Overview of stLFR. (A) The first step of stLFR involves inserting a hybridization sequence approximately every 200–1000 bp on long genomic DNA molecules. This is achieved using transposons. The transposon-integrated DNA is then mixed with beads that each contain ∼400,000 copies of an adapter sequence that contains a unique barcode shared by all adapters on the bead, a common PCR primer site, and a common capture sequence that is complementary to the sequence on the integrated transposons. After the genomic DNA is captured to the beads, the transposons are ligated to the barcode adapters. There are a few additional library processing steps and then the cobarcoded subfragments are sequenced on a BGISEQ-500 or equivalent sequencer. (B) Mapping read data by barcode results in clustering of reads within 10- to 350-kb regions of the genome.
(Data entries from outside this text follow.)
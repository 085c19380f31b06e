//! `shuttle pull`: fetch one blob by key.

use anyhow::{Context, Result};
use clap::Args;

use super::{home_dir, load_config, local_engine};

/// Arguments for `shuttle pull`.
#[derive(Args, Debug)]
pub struct PullArgs {
    /// Blob key (the file's base name), e.g. `notes.txt`.
    pub key: String,
}

impl PullArgs {
    pub fn run(self) -> Result<()> {
        let home = home_dir()?;
        let config = load_config(&home)?;
        let engine = local_engine(&home, &config)?;

        let report = engine.pull(&self.key);
        report
            .outcome
            .with_context(|| format!("failed to pull '{}'", self.key))?;
        println!("pulled {} -> {}", self.key, report.path.display());
        Ok(())
    }
}
/// Run watcher, reconciler, socket server, log rotation and the signal
/// handler until one of them asks for shutdown.
pub async fn serve(state: DaemonState, settings: WatcherSettings) -> Result<(), DaemonError> {
    let (shutdown_tx, _) = broadcast::channel::<()>(16);

    let watcher_handle = {
        let shutdown = shutdown_tx.clone();
        let watcher = ChangeWatcher::new(state.engine.clone(), settings);
        let rx = shutdown.subscribe();
        tokio::spawn(async move {
            let result = watcher.run(rx).await;
            let _ = shutdown.send(());
            result
        })
    };

    let reconciler_handle = {
        let shutdown = shutdown_tx.clone();
        let reconciler = state.reconciler.clone();
        let rx = shutdown.subscribe();
        tokio::spawn(async move {
            let result = reconciler.run(rx).await;
            let _ = shutdown.send(());
            result
        })
    };

    let socket_handle = {
        let shutdown = shutdown_tx.clone();
        let state = state.clone();
        let rx = shutdown.subscribe();
        tokio::spawn(async move {
            let result = socket_server_task(state, shutdown.clone(), rx).await;
            let _ = shutdown.send(());
            result
        })
    };

    let rotation_handle = {
        let shutdown = shutdown_tx.clone();
        let rotator = LogRotator::new(vec![
            daemon_log_path(&state.home),
            agent_log_path(&state.home),
        ]);
        let rx = shutdown.subscribe();
        tokio::spawn(async move {
            let result = rotator.run(LOG_ROTATION_INTERVAL, rx).await;
            let _ = shutdown.send(());
            result
        })
    };

    let signal_handle = {
        let shutdown = shutdown_tx.clone();
        let mut shutdown_rx = shutdown.subscribe();
        tokio::spawn(async move {
            tokio::select! {
                _ = shutdown_rx.recv() => Ok(()),
                signal = tokio::signal::ctrl_c() => {
                    match signal {
                        Ok(()) => {
                            tracing::info!("received ctrl-c, shutting down daemon");
                            let _ = shutdown.send(());
                            Ok(())
                        }
                        Err(err) => Err(DaemonError::Protocol(format!("ctrl-c handler failed: {err}"))),
                    }
                }
            }
        })
    };

    let (watcher_result, reconciler_result, socket_result, rotation_result, signal_result) = tokio::join!(
        watcher_handle,
        reconciler_handle,
        socket_handle,
        rotation_handle,
        signal_handle
    );

    handle_join("watcher", watcher_result)?;
    handle_join("reconciler", reconciler_result)?;
    handle_join("socket_server", socket_result)?;
    handle_join("log_rotation", rotation_result)?;
    handle_join("signal_handler", signal_result)?;
    tracing::info!("daemon stopped");
    Ok(())
}

// ---------------------------------------------------------------------------
// Socket server
// ---------------------------------------------------------------------------

async fn socket_server_task(
    state: DaemonState,
    shutdown_tx: broadcast::Sender<()>,
    mut shutdown_rx: broadcast::Receiver<()>,
) -> Result<(), DaemonError> {
    let socket = socket_path(&state.home);
    if let Some(dir) = socket.parent() {
        fs::create_dir_all(dir).map_err(|e| io_err(dir, e))?;
    }
    prepare_socket_for_bind(&socket)?;

    let listener = UnixListener::bind(&socket).map_err(|e| io_err(&socket, e))?;
    set_socket_permissions(&socket)?;
    tracing::info!(socket = %socket.display(), "listening");

    loop {
        tokio::select! {
            _ = shutdown_rx.recv() => break,
            accepted = listener.accept() => {
                let (stream, _) = accepted.map_err(|e| io_err(&socket, e))?;
                let state = state.clone();
                let shutdown_tx = shutdown_tx.clone();
                tokio::spawn(async move {
                    if let Err(err) = handle_socket_client(stream, state, shutdown_tx).await {
                        tracing::error!(error = %err, "socket client error");
                    }
                });
            }
        }
    }

    if socket.exists() {
        let _ = fs::remove_file(&socket);
    }
    Ok(())
}

async fn handle_socket_client(
    stream: UnixStream,
    state: DaemonState,
    shutdown_tx: broadcast::Sender<()>,
) -> Result<(), DaemonError> {
    let (reader, mut writer) = stream.into_split();
    let mut lines = BufReader::new(reader).lines();

    while let Some(line) = lines
        .next_line()
        .await
        .map_err(|e| io_err("daemon socket read", e))?
    {
        if line.trim().is_empty() {
            continue;
        }

        let request: DaemonRequest = match serde_json::from_str(&line) {
            Ok(request) => request,
            Err(err) => {
                write_response(
                    &mut writer,
                    &DaemonResponse::error(format!("invalid request JSON: {err}")),
                )
                .await?;
                continue;
            }
        };

        let stop = request.cmd == "stop";
        let response = if stop {
            let _ = shutdown_tx.send(());
            DaemonResponse::ok(json!({ "stopping": true }))
        } else {
            match dispatch(&state, request).await {
                Ok(data) => DaemonResponse::ok(data),
                Err(err) => DaemonResponse::from_error(&err),
            }
        };

        write_response(&mut writer, &response).await?;
        if stop {
            break;
        }
    }

    Ok(())
}

/// Execute one non-`stop` command.
pub async fn dispatch(state: &DaemonState, request: DaemonRequest) -> Result<Value, DaemonError> {
    match request.cmd.as_str() {
        "status" => Ok(build_status_payload(state).await),
        "list" => {
            let files: Vec<_> = lock(state.engine.registry()).iter().cloned().collect();
            Ok(json!({ "files": files }))
        }
        "track" => {
            let path = required(request.path, "path")?;
            track(state, path).await
        }
        "untrack" => {
            let path = required(request.path, "path")?;
            let engine = state.engine.clone();
            let removed = blocking("untrack", move || {
                lock(engine.registry()).remove(&path).map_err(DaemonError::from)
            })
            .await?;
            tracing::info!(path = %removed.path.display(), "untracked");
            Ok(json!({ "untracked": removed.path }))
        }
        "sync" => sync(state, request.path, request.direction.unwrap_or_default()).await,
        "migrate" => {
            let migration = MigrationRequest {
                task_name: TaskName(required(request.task, "task")?),
                target_node: NodeAddress(required(request.node, "node")?),
                sync_state: request.sync_state.unwrap_or(false),
            };
            migrate(state, migration).await
        }
        other => Err(DaemonError::Protocol(format!("unknown command '{other}'"))),
    }
}

async fn track(state: &DaemonState, path: PathBuf) -> Result<Value, DaemonError> {
    let engine = state.engine.clone();
    blocking("track", move || {
        let tracked = lock(engine.registry()).add(&path)?.path.clone();
        tracing::info!(path = %tracked.display(), "tracked");
        let initial = match engine.sync_one(&tracked, SyncDirection::Auto) {
            Ok(outcome) => json!(outcome),
            Err(err) => json!({ "error": err.to_string() }),
        };
        Ok(json!({ "tracked": tracked, "sync": initial }))
    })
    .await
}

async fn sync(
    state: &DaemonState,
    path: Option<PathBuf>,
    direction: SyncDirection,
) -> Result<Value, DaemonError> {
    match (path, direction) {
        (Some(path), direction) => {
            let engine = state.engine.clone();
            blocking("sync", move || {
                let outcome = engine.sync_one(&path, direction)?;
                Ok(json!({ "path": path, "outcome": outcome }))
            })
            .await
        }
        (None, SyncDirection::Auto) => {
            let summary = state.reconciler.run_now().await?;
            Ok(json!(summary))
        }
        (None, direction) => {
            let engine = state.engine.clone();
            blocking("sync", move || {
                let targets = lock(engine.registry()).snapshot();
                let reports = engine.sync_all(targets, direction);
                Ok(json!(PassSummary::from_reports(&reports)))
            })
            .await
        }
    }
}

async fn migrate(state: &DaemonState, request: MigrationRequest) -> Result<Value, DaemonError> {
    let Ok(_running) = state.migration.try_lock() else {
        return Err(DaemonError::Protocol(
            "a migration is already running".to_string(),
        ));
    };

    let config = state.config.clone();
    let engine = state.engine.clone();
    blocking("migrate", move || {
        let node = Arc::new(HttpRemoteNode::from_config(
            request.target_node.clone(),
            &config,
        ));
        let orchestrator = MigrationOrchestrator::from_config(
            &config,
            engine,
            Arc::new(SystemProcessTable::new()),
            persister_from_config(&config.editor),
        );
        let report = orchestrator.migrate(&request, node)?;
        Ok(json!(report))
    })
    .await
}

async fn build_status_payload(state: &DaemonState) -> Value {
    let tracked = lock(state.engine.registry()).len();
    json!({
        "running": true,
        "pid": std::process::id(),
        "started_at_unix": state.started_at_unix,
        "tracked": tracked,
        "store_dir": state.config.store_dir,
        "sync_dir": state.engine.sync_dir(),
        "node": state.config.node.address,
        "socket": socket_path(&state.home),
        "reconciler": state.reconciler.status().await,
    })
}

fn required<T>(value: Option<T>, field: &str) -> Result<T, DaemonError> {
    value.ok_or_else(|| DaemonError::Protocol(format!("missing field '{field}'")))
}

async fn blocking<T, F>(label: &'static str, work: F) -> Result<T, DaemonError>
where
    T: Send + 'static,
    F: FnOnce() -> Result<T, DaemonError> + Send + 'static,
{
    tokio::task::spawn_blocking(work)
        .await
        .map_err(|err| DaemonError::Protocol(format!("{label} task join error: {err}")))?
}

// ---------------------------------------------------------------------------
// Helpers
// ---------------------------------------------------------------------------

fn prepare_socket_for_bind(socket: &Path) -> Result<(), DaemonError> {
    if !socket.exists() {
        return Ok(());
    }

    match StdUnixStream::connect(socket) {
        Ok(_) => {
            return Err(DaemonError::Protocol(format!(
                "daemon socket already in use: {}",
                socket.display()
            )));
        }
        Err(err) => {
            tracing::warn!(
                socket = %socket.display(),
                error = %err,
                "removing stale daemon socket before bind",
            );
        }
    }

    match fs::remove_file(socket) {
        Ok(()) => Ok(()),
        Err(err) if err.kind() == ErrorKind::NotFound => Ok(()),
        Err(err) => Err(io_err(socket, err)),
    }
}

pub fn ensure_runtime_dirs(home: &Path) -> Result<(), DaemonError> {
    let logs = logs_dir(home);
    if !logs.exists() {
        fs::create_dir_all(&logs).map_err(|e| io_err(&logs, e))?;
    }
    Ok(())
}

async fn write_response(
    writer: &mut OwnedWriteHalf,
    response: &DaemonResponse,
) -> Result<(), DaemonError> {
    let payload = serde_json::to_string(response)?;
    writer
        .write_all(payload.as_bytes())
        .await
        .map_err(|e| io_err("daemon socket write", e))?;
    writer
        .write_all(b"\n")
        .await
        .map_err(|e| io_err("daemon socket write", e))?;
    writer
        .flush()
        .await
        .map_err(|e| io_err("daemon socket flush", e))?;
    Ok(())
}
//! `shuttle cleanup`: empty the unsaved-buffer staging directory.

use anyhow::{Context, Result};
use clap::Args;

use shuttle_session::cleanup_staging;

use super::{home_dir, load_config};

#[derive(Args, Debug)]
pub struct CleanupArgs {}

impl CleanupArgs {
    pub fn run(self) -> Result<()> {
        let home = home_dir()?;
        let config = load_config(&home)?;
        let removed = cleanup_staging(&config.staging_dir).with_context(|| {
            format!("failed to clean {}", config.staging_dir.display())
        })?;
        println!(
            "removed {removed} staged file(s) from {}",
            config.staging_dir.display()
        );
        Ok(())
    }
}
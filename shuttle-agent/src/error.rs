use std::path::PathBuf;

use axum::http::StatusCode;
use axum::response::{IntoResponse, Response};
use axum::Json;
use thiserror::Error;

use shuttle_core::api::ErrorBody;
use shuttle_daemon::DaemonError;
use shuttle_sync::SyncError;

#[derive(Debug, Error)]
pub enum AgentError {
    #[error("I/O error at {path}: {source}")]
    Io {
        path: PathBuf,
        #[source]
        source: std::io::Error,
    },

    #[error("unsupported task: {task}")]
    UnsupportedTask { task: String },

    #[error("bad request: {0}")]
    BadRequest(String),

    #[error("no launched task matches {target}")]
    TaskNotRunning { target: String },

    #[error("failed to launch {task}: {source}")]
    Launch {
        task: String,
        #[source]
        source: std::io::Error,
    },

    #[error("failed to stop pid {pid}: {source}")]
    Terminate {
        pid: u32,
        #[source]
        source: std::io::Error,
    },

    #[error("sync error: {0}")]
    Sync(#[from] SyncError),

    #[error(transparent)]
    Daemon(#[from] DaemonError),

    #[error("config error: {0}")]
    Config(#[from] shuttle_core::ConfigError),

    #[error("{0}")]
    Join(String),
}

impl AgentError {
    pub fn status_code(&self) -> StatusCode {
        match self {
            AgentError::UnsupportedTask { .. } | AgentError::BadRequest(_) => {
                StatusCode::BAD_REQUEST
            }
            AgentError::TaskNotRunning { .. } => StatusCode::NOT_FOUND,
            AgentError::Sync(SyncError::InvalidKey { .. } | SyncError::NoKey { .. }) => {
                StatusCode::BAD_REQUEST
            }
            AgentError::Sync(SyncError::BlobNotFound { .. }) => StatusCode::NOT_FOUND,
            _ => StatusCode::INTERNAL_SERVER_ERROR,
        }
    }
}

impl IntoResponse for AgentError {
    fn into_response(self) -> Response {
        let status = self.status_code();
        if status.is_server_error() {
            tracing::error!(error = %self, "request failed");
        } else {
            tracing::debug!(error = %self, "request rejected");
        }
        (
            status,
            Json(ErrorBody {
                error: self.to_string(),
            }),
        )
            .into_response()
    }
}

pub(crate) fn io_err(path: impl Into<PathBuf>, source: std::io::Error) -> AgentError {
    AgentError::Io {
        path: path.into(),
        source,
    }
}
Total coverage and barcode coverage from four barcodes are shown for the 1-ng stLFR-1 library across a small region on Chromosome 11. Most barcodes are associated with only one read cluster in the genome. (C) The number of original long DNA fragments per barcode are plotted for the 1-ng libraries stLFR-1 (blue) and stLFR-2 (orange) and the 10-ng stLFR libraries stLFR-3 (yellow) and stLFR-4 (gray). More than 80% of the fragments from the 1-ng stLFR libraries are cobarcoded by a single unique barcode. (D) The fraction of nonoverlapping sequence reads (blue) and captured subfragments (orange) covering each original long DNA fragment are plotted for the 1-ng stLFR-1 library.

Figure 2.

stLFR-1 phasing performance. The 221 phased blocks from the stLFR-1 library are depicted on chromosomes as alternating colors of gray and purple. Unphased regions are depicted in white. The inset table shows the performance of phasing with different sequence read coverage levels.

Figure 3.

SV detection. (A) Previously reported deletions in NA12878 were also found using stLFR data. Heat maps of barcode sharing for each deletion can be found in Supplemental Figure S3. (B) A heat map of barcode sharing within windows of 2 kb for a region with a ∼150 kb heterozygous deletion on Chromosome 8 was plotted using a Jaccard index as previously described (Zhang et al. 2017). Regions of high overlap are depicted in dark red. Those with no overlap in beige. Arrows demonstrate how regions that are spatially distant from each other on Chromosome 8 have increased overlap marking the locations of the deletion. (C) Cobarcoded reads are separated by haplotype and plotted by unique barcode on the y-axis and Chromosome 8 position on the x-axis. The heterozygous deletion is found in a single haplotype. Heat maps were also plotted for overlapping barcodes between Chromosomes 5 and 12 for a patient cell line with a known translocation (Dong et al. 2016) (D) and GM20759, a cell line with a known transversion in Chromosome 2 (Dong et al. 2017) (E).

Figure 4.

Dot plots of de novo–assembled NA12878. The scaffolds from the de novo assemblies of stLFR-1 (A) and stLFR-2 (B) were compared against chromosomes from GRCh38 using dot plots.